I was still quite nervous that I wouldn't be able to 'teach' but so many families I knew had gone with the home education option I figured I had plenty of advise givers if the need arose.
My kids dad and I were divorced but both agreed on the home ed option and we started to encourage Beren (then 5) to open his mind to learning and following interests.
This was great for a year but then Beren decided he would like to check out 'real' school. The school I chose was very small with lower than usual class numbers. I liked the prep teacher and was ok with sending him there as I respected his wishes and needs. He did fine for the year and enjoyed himself.
The following year we moved to Tasmania from Melbourne and Beren did grade one in the local school and Nienna started kindergarten. In Tasmania we were restricted to school zoning which meant that there was no choice of schools unless I took the private school option. This wasn't going to happen for financial reasons so we were stuck. I hated the school from the start but stuck with it for the year. This year we started again in term one and Beren just wasn't coping. He had terrible anxiety, massive melt downs and his behaviour changed rapidly. I made the decision to pull him out at the end of term one and offered this option to Nienna too. She decided to stay for the second term and didn't join us at home until third term (Tassie has a three term year).
I have always suspected something was not 'right' with Beren right back when he was a toddler and this suspicion has never left me, however I have been hesitant to 'label' anything and figured if 'it' wasn't affecting him overly then I would let it lie. Having him home full-time I was able to see just how affected he was. His social skills are nil, his communication is erratic, repetitive behaviour, meltdowns, obsessive behaviour, movement, gross motor skills and more all indicate ASD. The fact that he is aware that some of his behaviour is unusual and/or unacceptable means he is affected. We are all affected by this at times. I worry that the way I respond to him aggravates the behaviours and situations, thus I have decided to go down the road of having him diagnosed. This way we can learn how to deal with the ASD and manage it better. A big step for us but hopefully a positive one. This is scheduled for mid November and I must admit it has been an emotional roller-coaster for me.

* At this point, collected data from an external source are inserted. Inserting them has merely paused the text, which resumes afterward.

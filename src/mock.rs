//! Mock projector for testing.

use std::collections::BTreeMap;
use std::io;
use std::sync::atomic::{AtomicUsize, Ordering};
use std::sync::{Arc, Mutex};
use std::thread;
use std::time::Duration;

use crate::protocol::{ACK_BYTE, ERROR_REPLY, ESC_VP_HANDSHAKE};
use crate::transport::Transport;

/// An in-memory projector implementing [`Transport`].
///
/// This allows testing code that depends on [`ProjectorController`] without a
/// device on the network. The mock answers the full ESC/VP.net command set
/// from mutable device state, and every clone shares that state, so a clone
/// kept outside the controller can inspect what the session did.
///
/// # Example
///
/// ```
/// use escvp::{MockProjector, ProjectorController};
///
/// let mock = MockProjector::new();
/// let controller = ProjectorController::new(mock.clone());
///
/// let snapshot = controller.poll().unwrap();
/// assert_eq!(snapshot.statistics["Power mode"], "Standby Mode (Network ON)");
/// ```
///
/// [`ProjectorController`]: crate::ProjectorController
#[derive(Clone)]
pub struct MockProjector {
    state: Arc<Mutex<MockState>>,
    in_flight: Arc<AtomicUsize>,
    max_in_flight: Arc<AtomicUsize>,
}

struct MockState {
    accept_handshake: bool,
    connected: bool,
    fail_next: bool,
    latency: Duration,
    power_status: u8,
    lamp_hours: u32,
    serial_number: String,
    mute: bool,
    freeze: bool,
    levels: BTreeMap<&'static str, u8>,
    color_mode: u8,
    unsupported: Vec<String>,
    wire_log: Vec<Vec<u8>>,
}

impl MockProjector {
    /// Create a mock in standby (power status 4, lamp off), with every image
    /// level at 128 and color mode sRGB.
    pub fn new() -> Self {
        Self::with_power_status(4)
    }

    /// Create a mock reporting the given initial power status.
    pub fn with_power_status(power_status: u8) -> Self {
        let levels = [
            "BRIGHT", "CONTRAST", "DENSITY", "TINT", "SHARP", "RED", "GREEN", "BLUE", "CTEMP",
        ]
        .into_iter()
        .map(|key| (key, 128))
        .collect();
        Self {
            state: Arc::new(Mutex::new(MockState {
                accept_handshake: true,
                connected: false,
                fail_next: false,
                latency: Duration::ZERO,
                power_status,
                lamp_hours: 1286,
                serial_number: "X3K7400123".to_owned(),
                mute: false,
                freeze: false,
                levels,
                color_mode: 0x01,
                unsupported: Vec::new(),
                wire_log: Vec::new(),
            })),
            in_flight: Arc::new(AtomicUsize::new(0)),
            max_in_flight: Arc::new(AtomicUsize::new(0)),
        }
    }

    /// Refuse the ESC/VP.net handshake from now on.
    pub fn refuse_handshake(&self) {
        self.state.lock().unwrap().accept_handshake = false;
    }

    /// Fail the next exchange with a broken-pipe error and drop the session.
    pub fn fail_next_send(&self) {
        self.state.lock().unwrap().fail_next = true;
    }

    /// Answer every command for `key` with `ERR`, simulating a projector
    /// model that does not implement it.
    pub fn mark_unsupported(&self, key: &str) {
        self.state.lock().unwrap().unsupported.push(key.to_owned());
    }

    /// Delay every exchange by `latency`, to widen race windows in
    /// concurrency tests.
    pub fn set_latency(&self, latency: Duration) {
        self.state.lock().unwrap().latency = latency;
    }

    /// Change the reported power status, simulating the device itself.
    pub fn set_power_status(&self, power_status: u8) {
        self.state.lock().unwrap().power_status = power_status;
    }

    /// Current power status code.
    pub fn power_status(&self) -> u8 {
        self.state.lock().unwrap().power_status
    }

    /// Current color mode code.
    pub fn color_mode(&self) -> u8 {
        self.state.lock().unwrap().color_mode
    }

    /// Current value of a numeric image level, by wire key (e.g. `"RED"`).
    pub fn level(&self, key: &str) -> Option<u8> {
        self.state.lock().unwrap().levels.get(key).copied()
    }

    /// Current A/V mute state.
    pub fn mute(&self) -> bool {
        self.state.lock().unwrap().mute
    }

    /// Current freeze state.
    pub fn freeze(&self) -> bool {
        self.state.lock().unwrap().freeze
    }

    /// Every raw command received so far, including handshakes.
    pub fn sent_commands(&self) -> Vec<Vec<u8>> {
        self.state.lock().unwrap().wire_log.clone()
    }

    /// Highest number of exchanges ever observed in flight at once. Stays at
    /// 1 as long as callers serialize their transport access.
    pub fn max_in_flight(&self) -> usize {
        self.max_in_flight.load(Ordering::SeqCst)
    }

    fn exchange(&self, command: &[u8]) -> io::Result<Vec<u8>> {
        let latency = self.state.lock().unwrap().latency;
        if !latency.is_zero() {
            thread::sleep(latency);
        }

        let mut state = self.state.lock().unwrap();
        state.wire_log.push(command.to_vec());
        if state.fail_next {
            state.fail_next = false;
            state.connected = false;
            return Err(io::Error::new(
                io::ErrorKind::BrokenPipe,
                "simulated connection failure",
            ));
        }
        if command == ESC_VP_HANDSHAKE {
            return if state.accept_handshake {
                state.connected = true;
                Ok(b"ESC/VP.net\x10\x03\x00\x00\x20\x00".to_vec())
            } else {
                Ok(b"ESC/VP.net\x10\x03\x00\x00\x20\x41".to_vec())
            };
        }
        if !state.connected {
            return Ok(ERROR_REPLY.to_vec());
        }
        Ok(state.reply_to(command))
    }
}

impl Default for MockProjector {
    fn default() -> Self {
        Self::new()
    }
}

impl Transport for MockProjector {
    fn send(&mut self, command: &[u8]) -> io::Result<Vec<u8>> {
        let depth = self.in_flight.fetch_add(1, Ordering::SeqCst) + 1;
        self.max_in_flight.fetch_max(depth, Ordering::SeqCst);
        let result = self.exchange(command);
        self.in_flight.fetch_sub(1, Ordering::SeqCst);
        result
    }

    fn is_connected(&self) -> bool {
        self.state.lock().unwrap().connected
    }

    fn disconnect(&mut self) -> io::Result<()> {
        self.state.lock().unwrap().connected = false;
        Ok(())
    }
}

impl MockState {
    fn reply_to(&mut self, command: &[u8]) -> Vec<u8> {
        // Image commands are only answered while the lamp is on or warming
        // up, as on the real device.
        let image_active = matches!(self.power_status, 1 | 2);

        // The color-mode set command carries a raw code byte; handle it
        // before any text parsing.
        if command.starts_with(b"CMODE ") && command.len() == 8 {
            if !image_active {
                return ERROR_REPLY.to_vec();
            }
            self.color_mode = command[6];
            return vec![ACK_BYTE];
        }

        let text = String::from_utf8_lossy(command);
        let line = text.trim_end_matches('\r');

        if let Some(key) = line.strip_suffix('?') {
            if self.unsupported.iter().any(|k| k == key) {
                return ERROR_REPLY.to_vec();
            }
            if !matches!(key, "PWR" | "LAMP" | "SNO") && !image_active {
                return ERROR_REPLY.to_vec();
            }
            let reply = match key {
                "PWR" => format!("PWR={:02}\r:", self.power_status),
                "MUTE" => format!("MUTE={}\r:", if self.mute { "ON" } else { "OFF" }),
                "FREEZE" => format!("FREEZE={}\r:", if self.freeze { "ON" } else { "OFF" }),
                "LAMP" => format!("LAMP={}\r:", self.lamp_hours),
                "SNO" => format!("SNO={}\r:", self.serial_number),
                "CMODE" => format!("CMODE={}\r:", self.color_mode),
                other => match self.levels.get(other) {
                    Some(value) => format!("{other}={value}\r:"),
                    None => return ERROR_REPLY.to_vec(),
                },
            };
            return reply.into_bytes();
        }

        if let Some((key, argument)) = line.split_once(' ') {
            if self.unsupported.iter().any(|k| k == key) {
                return ERROR_REPLY.to_vec();
            }
            if key != "PWR" && !image_active {
                return ERROR_REPLY.to_vec();
            }
            match (key, argument) {
                ("PWR", "ON") => {
                    self.power_status = 1;
                    return vec![ACK_BYTE];
                }
                ("PWR", "OFF") => {
                    self.power_status = 4;
                    return vec![ACK_BYTE];
                }
                ("MUTE", on_off @ ("ON" | "OFF")) => {
                    self.mute = on_off == "ON";
                    return vec![ACK_BYTE];
                }
                ("FREEZE", on_off @ ("ON" | "OFF")) => {
                    self.freeze = on_off == "ON";
                    return vec![ACK_BYTE];
                }
                _ => {
                    // Numeric sets require the exact 3-digit framing.
                    if argument.len() == 3
                        && let Ok(value) = argument.parse::<u8>()
                        && let Some(level) = self.levels.get_mut(key)
                    {
                        *level = value;
                        return vec![ACK_BYTE];
                    }
                }
            }
        }

        ERROR_REPLY.to_vec()
    }
}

So, one of the reasons I believe home ed is right for us is that Beren is more relaxed, less anxious and I can help him with his social skills etc gently. Small things such as prompting him to speak to people or to ask for help at home ed group, sounds like nothing, but for him to do this, it is huge. Encouraging him to play with someone other than his sister or simply go out and play along side someone else and not sit clinging to me.

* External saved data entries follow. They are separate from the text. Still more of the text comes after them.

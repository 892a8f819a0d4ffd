//! Device state snapshot and control descriptors.

use std::collections::BTreeMap;
use std::time::SystemTime;

use log::debug;

/// The UI shape of a controllable property, plus its metadata.
#[derive(Debug, Clone, PartialEq)]
pub enum ControlKind {
    /// A two-state toggle.
    Switch {
        /// Label for the "1" position.
        label_on: &'static str,
        /// Label for the "0" position.
        label_off: &'static str,
    },
    /// A continuous numeric control.
    Slider {
        /// Lower bound of the accepted range.
        min: f32,
        /// Upper bound of the accepted range.
        max: f32,
    },
    /// A fixed set of named options.
    Dropdown {
        /// The selectable options.
        options: Vec<DropdownOption>,
    },
}

/// One selectable entry of a [`ControlKind::Dropdown`].
#[derive(Debug, Clone, PartialEq)]
pub struct DropdownOption {
    /// The value submitted back through `control` when selected.
    pub value: String,
    /// The human-readable label shown for this option.
    pub label: String,
}

/// Metadata describing one controllable property and its current value.
#[derive(Debug, Clone, PartialEq)]
pub struct ControlDescriptor {
    /// Property name, matching the statistics key.
    pub name: String,
    /// UI shape and metadata.
    pub kind: ControlKind,
    /// Current value as reported by (or patched into) the device state.
    pub value: String,
    /// When the value was last read or patched.
    pub updated_at: SystemTime,
}

impl ControlDescriptor {
    /// Create an On/Off switch descriptor.
    pub fn switch(name: &str, on: bool) -> Self {
        Self {
            name: name.to_owned(),
            kind: ControlKind::Switch {
                label_on: "On",
                label_off: "Off",
            },
            value: (if on { "1" } else { "0" }).to_owned(),
            updated_at: SystemTime::now(),
        }
    }

    /// Create a slider descriptor with the given range and position.
    pub fn slider(name: &str, min: f32, max: f32, value: f32) -> Self {
        Self {
            name: name.to_owned(),
            kind: ControlKind::Slider { min, max },
            value: (value as u32).to_string(),
            updated_at: SystemTime::now(),
        }
    }

    /// Create a dropdown descriptor with the given options and selection.
    pub fn dropdown(name: &str, options: Vec<DropdownOption>, value: &str) -> Self {
        Self {
            name: name.to_owned(),
            kind: ControlKind::Dropdown { options },
            value: value.to_owned(),
            updated_at: SystemTime::now(),
        }
    }
}

/// Everything currently known about the device: monitored statistics plus the
/// descriptors of the properties that can be controlled right now.
///
/// A property appears here only if its underlying query succeeded; a reading
/// the device did not answer is omitted rather than published as a false
/// zero or empty string.
#[derive(Debug, Clone, Default, PartialEq)]
pub struct Snapshot {
    /// Ordered statistics map, property name to value.
    pub statistics: BTreeMap<String, String>,
    /// Descriptors for the currently controllable properties.
    pub controls: Vec<ControlDescriptor>,
}

impl Snapshot {
    /// Patch a single property in place after a successful control operation,
    /// leaving every other entry untouched.
    pub(crate) fn patch(&mut self, property: &str, value: &str) {
        self.statistics
            .insert(property.to_owned(), value.to_owned());
        match self.controls.iter_mut().find(|c| c.name == property) {
            Some(control) => {
                control.value = value.to_owned();
                control.updated_at = SystemTime::now();
            }
            None => debug!("no {property:?} control descriptor to patch"),
        }
    }
}

#[cfg(test)]
mod tests {
    use super::*;

    #[test]
    fn test_patch_updates_matching_entries_only() {
        let mut snapshot = Snapshot::default();
        snapshot
            .statistics
            .insert("Power".to_owned(), "0".to_owned());
        snapshot
            .statistics
            .insert("Freeze".to_owned(), "0".to_owned());
        snapshot.controls.push(ControlDescriptor::switch("Power", false));
        snapshot.controls.push(ControlDescriptor::switch("Freeze", false));

        snapshot.patch("Power", "1");

        assert_eq!(snapshot.statistics["Power"], "1");
        assert_eq!(snapshot.statistics["Freeze"], "0");
        assert_eq!(snapshot.controls[0].value, "1");
        assert_eq!(snapshot.controls[1].value, "0");
    }

    #[test]
    fn test_patch_tolerates_a_missing_descriptor() {
        let mut snapshot = Snapshot::default();
        snapshot.patch("Lamp operation time (hrs)", "900");
        assert_eq!(snapshot.statistics["Lamp operation time (hrs)"], "900");
        assert!(snapshot.controls.is_empty());
    }
}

This isn't the only reason though. Having spent time in the classrooms here as a parent help and as a casual teacher aide I got to see what goes on in the class. Seeing Nienna come home and play schools and hear how she mimics her teacher, what is said, body language and tone of voice simply horrified me. I want my children to not only be taught to respect others but also to feel respected, to be given the attention they need, to develop at their own pace whether it be fast or slow and to have a right to express themselves as the individuals they are. This was not happening in school!
A classic example of this was in Nienna's kinder class. I went to parent/teacher interview and was told that the kids (age 4/5) were being taught to draw properly! I nearly fell off the chair, and the teacher saw my obvious reaction and quickly added "if they want to". I now understood why ALL the pictures on display were identical and you couldn't identify who had done what if the names weren't on them. I asked the teacher if she thought Picasso had been taught to draw properly LOL.

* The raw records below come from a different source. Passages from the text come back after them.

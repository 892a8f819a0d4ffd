//! Projector facade: polling, control dispatch and the post-control cache.

use std::sync::Mutex;
use std::time::{Duration, Instant};

use log::{debug, error, warn};

use crate::error::ProjectorError;
use crate::modes::{COLOR_MODES, color_mode_name, power_mode_label, resolve_color_mode};
use crate::protocol::{
    self, ESC_VP_HANDSHAKE, FREEZE_OFF, FREEZE_ON, FREEZE_STATUS_CHECK, GET_COLOR_MODE, MUTE_OFF,
    MUTE_ON, MUTE_STATUS_CHECK, NUMERIC_PROPERTIES, NumericProperty, POWER_OFF, POWER_ON,
    POWER_STATUS_CHECK, REQUEST_LAMP_HOURS, REQUEST_SERIAL_NUMBER, SET_COLOR_MODE,
};
use crate::state::{ControlDescriptor, DropdownOption, Snapshot};
use crate::transport::Transport;

/// How long after a successful control operation polls are served from the
/// cached snapshot instead of querying the device. Many projector parameters
/// need time to settle after a command; skipping the read is preferred to
/// reading a transitional value.
pub const COOLDOWN_WINDOW: Duration = Duration::from_millis(5000);

/// One entry of a control batch: a property name and the value to apply.
#[derive(Debug, Clone, PartialEq, Eq)]
pub struct ControlRequest {
    /// Property name, e.g. `"Power"` or `"RGB#Red"`.
    pub property: String,
    /// Value to apply, in the property's string form.
    pub value: String,
}

impl ControlRequest {
    /// Convenience constructor.
    pub fn new(property: impl Into<String>, value: impl Into<String>) -> Self {
        Self {
            property: property.into(),
            value: value.into(),
        }
    }
}

/// What became of a single control operation.
///
/// Only transport failures are reported as errors; everything else is an
/// outcome the caller may inspect.
#[derive(Debug, Clone, Copy, PartialEq, Eq)]
pub enum ControlOutcome {
    /// The device acknowledged the command; the cached snapshot was patched.
    Applied,
    /// The command was sent but the device did not acknowledge it.
    Rejected,
    /// The authorization handshake was refused; no command was sent.
    NotAuthorized,
    /// The property (or its value) is not in the catalog; no command was sent.
    Unsupported,
}

impl ControlOutcome {
    /// Whether the device accepted the command.
    pub fn is_applied(self) -> bool {
        self == ControlOutcome::Applied
    }
}
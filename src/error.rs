//! Error types for the projector controller.

/// Errors that can occur when talking to the projector.
///
/// Tolerated conditions (a sub-query that misses its response marker, an
/// unsupported control property, a cache patch before the first poll) are
/// logged and resolved locally; they never surface through this enum.
#[derive(Debug, thiserror::Error)]
pub enum ProjectorError {
    /// The underlying transport failed (connect, send or receive).
    #[error("TCP transport error: {0}")]
    Transport(#[from] std::io::Error),

    /// A control batch was submitted with no entries.
    #[error("Controllable properties cannot be empty")]
    EmptyBatch,
}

Another time I was teacher aide in a prep class and some of the children had to complete a painting of a house. One little fellow who was just beautiful and I could see quite a free spirit had drawn an amazing house that was floating in the sky among the clouds. The teacher walked in, looked at his work and said "oh typical of course you couldn't do a house properly the way you are meant to!!" his smile just vanished and he went limp and dark. She said to me "get him to do a proper one like the others!". I said to him that I loved his house and we would keep that picture for him to take home and put on his wall and we would do another one of a boring land house for school. He really was broken by this. Unfortunately this wasn't the only time I saw a gorgeous, happy and spirited child get knocked down. It reminds me of that song
"Little boxes made of ticky tacky,
Little boxes on the hillside,
Little boxes all the same."
Little boxes on the hillside,
Little boxes all the same."
I think this is what they are trying to do. Get the kids to all do the same, say the same and almost become zombies so as to make the school more peaceful and easier.
I don't want this for my children.
I want them to question things
ask to learn something
say no if they really feel it
sing out loud
paint floating houses and underground boats
build cubbies
paint on cement
spend the day at the park.
I want them to feel loved
valued
respected
listened to
heard
empowered
intelligent
needed.
I believe that through the freedom to not do anything they will learn everything.